EXERCISE DESCRIPTION >> Where the string "TSLA" appears in a line of the data, show that line.

═════ EXTRACTED MATERIAL ═════

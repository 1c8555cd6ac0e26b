use horizon_core::chart::entity::PersistedSearchState;
use horizon_core::common::Symbol;
use horizon_core::common::time::TimeProvider;
use horizon_core::storage::port::{LocalStorage, LocalStorageExt};
use std::sync::Arc;
use tracing::{debug, warn};

/// 最近一次查询在本地存储中的固定键名。
pub const STORAGE_KEY: &str = "stocks_last_search";

/// 记录的有效期：24 小时（毫秒）。
pub const FRESHNESS_WINDOW_MS: i64 = 24 * 60 * 60 * 1000;

/// # Summary
/// 持久化桥：保存与恢复最近一次查询及其对比集合。
///
/// # Invariants
/// - 全局只有一条记录，保存即覆盖，不做跨进程合并。
/// - 任何存储错误只记录日志，永不阻塞图表渲染，也不向调用方抛出。
#[derive(Clone)]
pub struct SearchSession {
    storage: Arc<dyn LocalStorage>,
    clock: Arc<dyn TimeProvider>,
}

impl SearchSession {
    pub fn new(storage: Arc<dyn LocalStorage>, clock: Arc<dyn TimeProvider>) -> Self {
        Self { storage, clock }
    }

    /// # Summary
    /// 无条件覆盖写入记录。
    ///
    /// # Logic
    /// 1. 序列化为 JSON 并写入固定键。
    /// 2. 失败时记录 warn 后返回。
    pub fn save(&self, state: &PersistedSearchState) {
        match self.storage.set_json(STORAGE_KEY, state) {
            Ok(()) => debug!(
                "Saved last search {} {:?}",
                state.ticker, state.comparison_symbols
            ),
            Err(e) => warn!("Error saving last search: {}", e),
        }
    }

    /// # Summary
    /// 以当前时间为时间戳记录一次查询。
    ///
    /// # Arguments
    /// * `ticker`: 锚点证券。
    /// * `comparison_symbols`: 已应用的对比集合；为空时记录为 `[ticker]`。
    pub fn record(&self, ticker: &Symbol, comparison_symbols: &[Symbol]) {
        let comparison_symbols = if comparison_symbols.is_empty() {
            vec![ticker.clone()]
        } else {
            comparison_symbols.to_vec()
        };
        self.save(&PersistedSearchState {
            ticker: ticker.clone(),
            comparison_symbols,
            timestamp: self.clock.now_ms(),
        });
    }

    /// # Summary
    /// 读取仍然有效的记录。
    ///
    /// # Logic
    /// 1. 记录不存在、无法解析或读取失败时返回 None。
    /// 2. 记录年龄 `now - timestamp >= 24h` 时视为过期并返回 None。
    ///
    /// # Returns
    /// 有效记录或 None。
    pub fn load(&self) -> Option<PersistedSearchState> {
        let state = match self.storage.get_json::<PersistedSearchState>(STORAGE_KEY) {
            Ok(Some(state)) => state,
            Ok(None) => return None,
            Err(e) => {
                warn!("Error loading last search: {}", e);
                return None;
            }
        };

        let age = self.clock.now_ms().saturating_sub(state.timestamp);
        if age >= FRESHNESS_WINDOW_MS {
            debug!("Last search for {} is stale ({} ms old)", state.ticker, age);
            return None;
        }
        Some(state)
    }

    /// 删除记录。
    pub fn clear(&self) {
        if let Err(e) = self.storage.remove_item(STORAGE_KEY) {
            warn!("Error clearing last search: {}", e);
        }
    }
}

#[cfg(test)]
mod tests {
    use super::*;
    use chrono::{Duration, TimeZone, Utc};
    use horizon_core::common::time::FakeClockProvider;
    use horizon_core::storage::error::StorageError;

    /// 读写均失败的存储介质
    struct BrokenStorage;

    impl LocalStorage for BrokenStorage {
        fn set_item(&self, _: &str, _: &str) -> Result<(), StorageError> {
            Err(StorageError::QuotaExceeded("full".into()))
        }
        fn get_item(&self, _: &str) -> Result<Option<String>, StorageError> {
            Err(StorageError::Unavailable("disabled".into()))
        }
        fn remove_item(&self, _: &str) -> Result<(), StorageError> {
            Err(StorageError::Unavailable("disabled".into()))
        }
    }

    /// 只保存一条记录的内存存储
    #[derive(Default)]
    struct CellStorage(std::sync::Mutex<Option<String>>);

    impl LocalStorage for CellStorage {
        fn set_item(&self, _: &str, value: &str) -> Result<(), StorageError> {
            *self.0.lock().unwrap() = Some(value.to_string());
            Ok(())
        }
        fn get_item(&self, _: &str) -> Result<Option<String>, StorageError> {
            Ok(self.0.lock().unwrap().clone())
        }
        fn remove_item(&self, _: &str) -> Result<(), StorageError> {
            *self.0.lock().unwrap() = None;
            Ok(())
        }
    }

    fn setup() -> (SearchSession, Arc<FakeClockProvider>, Arc<CellStorage>) {
        let clock = Arc::new(FakeClockProvider::new(
            Utc.with_ymd_and_hms(2024, 5, 1, 12, 0, 0).unwrap(),
        ));
        let storage = Arc::new(CellStorage::default());
        (SearchSession::new(storage.clone(), clock.clone()), clock, storage)
    }

    #[test]
    fn test_freshness_boundary() {
        let (session, clock, _) = setup();
        session.record(&Symbol::new("AAPL"), &[]);

        clock.advance(Duration::milliseconds(FRESHNESS_WINDOW_MS - 1));
        assert!(session.load().is_some());

        clock.advance(Duration::milliseconds(1));
        assert!(session.load().is_none(), "exactly 24h old must be stale");

        clock.advance(Duration::milliseconds(1));
        assert!(session.load().is_none());
    }

    #[test]
    fn test_record_defaults_to_anchor() {
        let (session, _, _) = setup();
        session.record(&Symbol::new("AAPL"), &[]);
        let state = session.load().unwrap();
        assert_eq!(state.ticker, Symbol::new("AAPL"));
        assert_eq!(state.comparison_symbols, vec![Symbol::new("AAPL")]);
    }

    #[test]
    fn test_wire_format() {
        let (session, clock, storage) = setup();
        session.record(&Symbol::new("AAPL"), &[Symbol::new("AAPL"), Symbol::new("MSFT")]);

        let raw = storage.get_item(STORAGE_KEY).unwrap().unwrap();
        let json: serde_json::Value = serde_json::from_str(&raw).unwrap();
        assert_eq!(
            json,
            serde_json::json!({
                "ticker": "AAPL",
                "comparisonSymbols": ["AAPL", "MSFT"],
                "timestamp": clock.now_ms(),
            })
        );
    }

    #[test]
    fn test_corrupt_or_missing_record_is_absent() {
        let (session, _, storage) = setup();
        assert!(session.load().is_none());

        storage.set_item(STORAGE_KEY, "{\"ticker\": 42").unwrap();
        assert!(session.load().is_none());

        storage.set_item(STORAGE_KEY, "{\"ticker\":\"AAPL\"}").unwrap();
        assert!(session.load().is_none());
    }

    #[test]
    fn test_storage_failures_are_swallowed() {
        let clock = Arc::new(FakeClockProvider::new(Utc::now()));
        let session = SearchSession::new(Arc::new(BrokenStorage), clock);
        session.record(&Symbol::new("AAPL"), &[]);
        session.clear();
        assert!(session.load().is_none());
    }

    #[test]
    fn test_last_write_wins() {
        let (session, _, _) = setup();
        session.record(&Symbol::new("AAPL"), &[]);
        session.record(&Symbol::new("TSLA"), &[Symbol::new("TSLA"), Symbol::new("F")]);
        let state = session.load().unwrap();
        assert_eq!(state.ticker, Symbol::new("TSLA"));
        assert_eq!(state.comparison_symbols.len(), 2);

        session.clear();
        assert!(session.load().is_none());
    }
}
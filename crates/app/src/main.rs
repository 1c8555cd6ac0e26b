mod adapters;
mod cli;
mod commands;
mod settings;

use anyhow::Context;
use clap::Parser;
use cli::{Cli, Commands};
use commands::App;
use tracing::info;

/// # Summary
/// 应用启动入口，纯粹的 DI 容器。
///
/// # Logic
/// 1. 解析命令行并加载配置（默认值 -> 配置文件 -> 环境变量）。
/// 2. 初始化全局日志。
/// 3. 实例化基础设施层（行情 API、文件存储）并装配图表子系统。
/// 4. 分派子命令。
#[tokio::main]
async fn main() -> anyhow::Result<()> {
    let cli = Cli::parse();
    let config =
        settings::load_config(cli.config.as_deref()).context("Failed to load configuration")?;

    // 守卫需存活到进程退出
    let _log_guard = settings::init_tracing(&config.logging);
    info!("Horizon starting...");

    let app = App::new(config)?;
    match cli.command {
        Commands::Chart {
            ticker,
            timeframe,
            compare,
        } => app.chart(ticker, timeframe, compare).await,
        Commands::Search { query } => app.search(&query).await,
        Commands::Last { clear } => app.last(clear),
    }
}
//! # Horizon Core
//!
//! 股票对比图表引擎的领域层：实体、端口 (Trait) 与错误定义。
//! 具体实现 (HTTP 数据源、本地存储、图表流水线) 位于各自的 crate 中。

pub mod chart;
pub mod common;
pub mod config;
pub mod market;
pub mod storage;
use crate::common::Timeframe;
use serde::{Deserialize, Serialize};

/// 全局应用配置
#[derive(Debug, Clone, Serialize, Deserialize, Default)]
#[serde(default)]
pub struct AppConfig {
    pub api: ApiConfig,
    pub storage: StorageConfig,
    pub chart: ChartConfig,
    pub logging: LoggingConfig,
}

/// 远端行情 API 配置
#[derive(Debug, Clone, Serialize, Deserialize)]
#[serde(default)]
pub struct ApiConfig {
    pub base_url: String,
    /// 聚合 K 线请求的 `limit` 参数，需覆盖最长的时间窗口
    pub aggregate_limit: u32,
    /// 搜索接口返回的候选数量
    pub search_limit: u32,
    pub timeout_secs: u64,
}

#[derive(Debug, Clone, Serialize, Deserialize)]
#[serde(default)]
pub struct StorageConfig {
    pub data_dir: String,
}

#[derive(Debug, Clone, Serialize, Deserialize)]
#[serde(default)]
pub struct ChartConfig {
    pub default_timeframe: Timeframe,
    pub max_comparison_symbols: usize,
}

#[derive(Debug, Clone, Serialize, Deserialize, Default)]
#[serde(default)]
pub struct LoggingConfig {
    /// 日志文件目录；为空时只输出到 stderr
    pub dir: Option<String>,
    /// 默认过滤级别，可被 RUST_LOG 覆盖
    pub level: Option<String>,
}

impl Default for ApiConfig {
    fn default() -> Self {
        Self {
            base_url: "https://api.horizonwake.com".to_string(),
            aggregate_limit: 730,
            search_limit: 10,
            timeout_secs: 10,
        }
    }
}

impl Default for StorageConfig {
    fn default() -> Self {
        Self {
            data_dir: "data".to_string(),
        }
    }
}

impl Default for ChartConfig {
    fn default() -> Self {
        Self {
            default_timeframe: Timeframe::TwoYears,
            max_comparison_symbols: 4,
        }
    }
}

═════

FINISHED EXERCISE >>
        session.record(&Symbol::new("TSLA"), &[Symbol::new("TSLA"), Symbol::new("F")]);
        assert_eq!(state.ticker, Symbol::new("TSLA"));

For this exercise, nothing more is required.